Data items
'''

use sea_query::{backend::QueryBuilder, ColumnDef, ColumnSpec, ColumnType, SqliteQueryBuilder};

use crate::types::ColumnDescription;

/// Describe a sea-query column the way the model builder expects.
pub fn describe_column(column: &ColumnDef) -> ColumnDescription {
    let mut description = ColumnDescription {
        column_type: column
            .get_column_type()
            .map(sql_type_name)
            .unwrap_or_default(),
        allow_null: true,
        ..Default::default()
    };

    match column.get_column_type() {
        Some(ColumnType::Enum(_, variants)) => description.special = variants.clone(),
        Some(ColumnType::Array(element)) => description.element_type = element.clone(),
        _ => {}
    }

    for spec in column.get_column_spec() {
        match spec {
            ColumnSpec::Null => description.allow_null = true,
            ColumnSpec::NotNull => description.allow_null = false,
            ColumnSpec::PrimaryKey => {
                description.primary_key = true;
                description.allow_null = false;
            }
            ColumnSpec::AutoIncrement => description.auto_increment = true,
            ColumnSpec::Default(value) => {
                description.default_value = Some(SqliteQueryBuilder.value_to_string(value))
            }
            ColumnSpec::Extra(extra) => description.extra = Some(extra.clone()),
            _ => {}
        }
    }

    description
}

pub fn is_unique_column(column: &ColumnDef) -> bool {
    column
        .get_column_spec()
        .iter()
        .any(|spec| matches!(spec, ColumnSpec::UniqueKey))
}

fn sql_type_name(column_type: &ColumnType) -> String {
    let name = match column_type {
        ColumnType::Char(Some(len)) => return format!("CHAR({})", len),
        ColumnType::String(Some(len)) => return format!("VARCHAR({})", len),
        ColumnType::Char(..) => "CHAR",
        ColumnType::String(..) => "VARCHAR",
        ColumnType::Text => "TEXT",
        ColumnType::TinyInteger(..) => "TINYINT",
        ColumnType::SmallInteger(..) => "SMALLINT",
        ColumnType::Integer(..) => "INTEGER",
        ColumnType::BigInteger(..) => "BIGINT",
        ColumnType::Float(..) => "FLOAT",
        ColumnType::Double(..) => "DOUBLE",
        ColumnType::Decimal(..) => "DECIMAL",
        ColumnType::DateTime(..) => "DATETIME",
        ColumnType::Timestamp(..) => "TIMESTAMP",
        ColumnType::Time(..) => "TIME",
        ColumnType::Date => "DATE",
        ColumnType::Binary(..) => "BLOB",
        ColumnType::Boolean => "BOOLEAN",
        ColumnType::Json => "JSON",
        ColumnType::Uuid => "UUID",
        ColumnType::Enum(..) => "ENUM",
        ColumnType::Array(..) => "ARRAY",
        ColumnType::Custom(iden) => return iden.to_string(),
        other => {
            let debug = format!("{:?}", other);
            let variant: String = debug.chars().take_while(|c| c.is_alphanumeric()).collect();
            return variant.to_uppercase();
        }
    };
    name.to_owned()
}

#[cfg(test)]
mod tests {
    use super::*;
    use sea_query::Alias;

    #[test]
    fn describes_primary_key() {
        let column = ColumnDef::new(Alias::new("id"))
            .integer()
            .not_null()
            .auto_increment()
            .primary_key()
            .to_owned();
        let description = describe_column(&column);

        assert_eq!(description.column_type, "INTEGER");
        assert!(!description.allow_null);
        assert!(description.primary_key);
        assert!(description.auto_increment);
        assert!(!is_unique_column(&column));
    }

    #[test]
    fn describes_nullable_unique_column() {
        let column = ColumnDef::new(Alias::new("email"))
            .string_len(120)
            .unique_key()
            .to_owned();
        let description = describe_column(&column);

        assert_eq!(description.column_type, "VARCHAR(120)");
        assert!(description.allow_null);
        assert!(!description.primary_key);
        assert!(description.default_value.is_none());
        assert!(is_unique_column(&column));
    }

    #[test]
    fn keeps_enum_values() {
        let column = ColumnDef::new(Alias::new("mood"))
            .enumeration("mood", ["happy", "sad"])
            .to_owned();
        let description = describe_column(&column);

        assert_eq!(description.column_type, "ENUM");
        assert_eq!(description.special, vec!["happy".to_owned(), "sad".to_owned()]);
        assert!(description.element_type.is_none());
    }

    #[test]
    fn keeps_array_element_type() {
        let column = ColumnDef::new(Alias::new("tags")).array("text".to_owned()).to_owned();
        let description = describe_column(&column);

        assert_eq!(description.column_type, "ARRAY");
        assert_eq!(description.element_type.as_deref(), Some("text"));
        assert!(description.special.is_empty());
    }

    #[test]
    fn renders_default_as_sql() {
        let column = ColumnDef::new(Alias::new("status"))
            .string()
            .default("none")
            .to_owned();
        assert_eq!(describe_column(&column).default_value.as_deref(), Some("'none'"));

        let column = ColumnDef::new(Alias::new("plays"))
            .integer()
            .default(0)
            .to_owned();
        assert_eq!(describe_column(&column).default_value.as_deref(), Some("0"));
    }

    #[test]
    fn keeps_extra_clause() {
        let column = ColumnDef::new(Alias::new("updated_at"))
            .timestamp()
            .extra("ON UPDATE CURRENT_TIMESTAMP".to_owned())
            .to_owned();
        assert_eq!(
            describe_column(&column).extra.as_deref(),
            Some("ON UPDATE CURRENT_TIMESTAMP")
        );
    }

    #[test]
    fn untyped_column_has_empty_type() {
        let column = ColumnDef::new(Alias::new("misc")).to_owned();
        assert_eq!(describe_column(&column).column_type, "");
    }
}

'''

Activity
Every piece of the data must be set down exactly. Omit nothing.

Result of the exercise
use sea_query::{backend::QueryBuilder, ColumnDef, ColumnSpec, ColumnType, SqliteQueryBuilder};

use crate::types::ColumnDescription;

/// Describe a sea-query column the way the model builder expects.
pub fn describe_column(column: &ColumnDef) -> ColumnDescription {
    let mut description = ColumnDescription {
        column_type: column
            .get_column_type()
            .map(sql_type_name)
            .unwrap_or_default(),
        allow_null: true,
        ..Default::default()
    };

    match column.get_column_type() {
        Some(ColumnType::Enum(_, variants)) => description.special = variants.clone(),
        Some(ColumnType::Array(element)) => description.element_type = element.clone(),
        _ => {}
    }

    for spec in column.get_column_spec() {
        match spec {
            ColumnSpec::Null => description.allow_null = true,
            ColumnSpec::NotNull => description.allow_null = false,
            ColumnSpec::PrimaryKey => {
                description.primary_key = true;
                description.allow_null = false;
            }
            ColumnSpec::AutoIncrement => description.auto_increment = true,
            ColumnSpec::Default(value) => {
                description.default_value = Some(SqliteQueryBuilder.value_to_string(value))
            }
            ColumnSpec::Extra(extra) => description.extra = Some(extra.clone()),
            _ => {}
        }
    }

    description
}

pub fn is_unique_column(column: &ColumnDef) -> bool {
    column
        .get_column_spec()
        .iter()
        .any(|spec| matches!(spec, ColumnSpec::UniqueKey))
}

fn sql_type_name(column_type: &ColumnType) -> String {
    let name = match column_type {
        ColumnType::Char(Some(len)) => return format!("CHAR({})", len),
        ColumnType::String(Some(len)) => return format!("VARCHAR({})", len),
        ColumnType::Char(..) => "CHAR",
        ColumnType::String(..) => "VARCHAR",
        ColumnType::Text => "TEXT",
        ColumnType::TinyInteger(..) => "TINYINT",
        ColumnType::SmallInteger(..) => "SMALLINT",
        ColumnType::Integer(..) => "INTEGER",
        ColumnType::BigInteger(..) => "BIGINT",
        ColumnType::Float(..) => "FLOAT",
        ColumnType::Double(..) => "DOUBLE",
        ColumnType::Decimal(..) => "DECIMAL",
        ColumnType::DateTime(..) => "DATETIME",
        ColumnType::Timestamp(..) => "TIMESTAMP",
        ColumnType::Time(..) => "TIME",
        ColumnType::Date => "DATE",
        ColumnType::Binary(..) => "BLOB",
        ColumnType::Boolean => "BOOLEAN",
        ColumnType::Json => "JSON",
        ColumnType::Uuid => "UUID",
        ColumnType::Enum(..) => "ENUM",
        ColumnType::Array(..) => "ARRAY",
        ColumnType::Custom(iden) => return iden.to_string(),
        other => {
            let debug = format!("{:?}", other);
            let variant: String = debug.chars().take_while(|c| c.is_alphanumeric()).collect();
            return variant.to_uppercase();
        }
    };
    name.to_owned()
}

#[cfg(test)]
mod tests {
    use super::*;
    use sea_query::Alias;

    #[test]
    fn describes_primary_key() {
        let column = ColumnDef::new(Alias::new("id"))
            .integer()
            .not_null()
            .auto_increment()
            .primary_key()
            .to_owned();
        let description = describe_column(&column);

        assert_eq!(description.column_type, "INTEGER");
        assert!(!description.allow_null);
        assert!(description.primary_key);
        assert!(description.auto_increment);
        assert!(!is_unique_column(&column));
    }

    #[test]
    fn describes_nullable_unique_column() {
        let column = ColumnDef::new(Alias::new("email"))
            .string_len(120)
            .unique_key()
            .to_owned();
        let description = describe_column(&column);

        assert_eq!(description.column_type, "VARCHAR(120)");
        assert!(description.allow_null);
        assert!(!description.primary_key);
        assert!(description.default_value.is_none());
        assert!(is_unique_column(&column));
    }

    #[test]
    fn keeps_enum_values() {
        let column = ColumnDef::new(Alias::new("mood"))
            .enumeration("mood", ["happy", "sad"])
            .to_owned();
        let description = describe_column(&column);

        assert_eq!(description.column_type, "ENUM");
        assert_eq!(description.special, vec!["happy".to_owned(), "sad".to_owned()]);
        assert!(description.element_type.is_none());
    }

    #[test]
    fn keeps_array_element_type() {
        let column = ColumnDef::new(Alias::new("tags")).array("text".to_owned()).to_owned();
        let description = describe_column(&column);

        assert_eq!(description.column_type, "ARRAY");
        assert_eq!(description.element_type.as_deref(), Some("text"));
        assert!(description.special.is_empty());
    }

    #[test]
    fn renders_default_as_sql() {
        let column = ColumnDef::new(Alias::new("status"))
            .string()
            .default("none")
            .to_owned();
        assert_eq!(describe_column(&column).default_value.as_deref(), Some("'none'"));

        let column = ColumnDef::new(Alias::new("plays"))
            .integer()
            .default(0)
            .to_owned();
        assert_eq!(describe_column(&column).default_value.as_deref(), Some("0"));
    }

    #[test]
    fn keeps_extra_clause() {
        let column = ColumnDef::new(Alias::new("updated_at"))
            .timestamp()
            .extra("ON UPDATE CURRENT_TIMESTAMP".to_owned())
            .to_owned();
        assert_eq!(
            describe_column(&column).extra.as_deref(),
            Some("ON UPDATE CURRENT_TIMESTAMP")
        );
    }

    #[test]
    fn untyped_column_has_empty_type() {
        let column = ColumnDef::new(Alias::new("misc")).to_owned();
        assert_eq!(describe_column(&column).column_type, "");
    }
}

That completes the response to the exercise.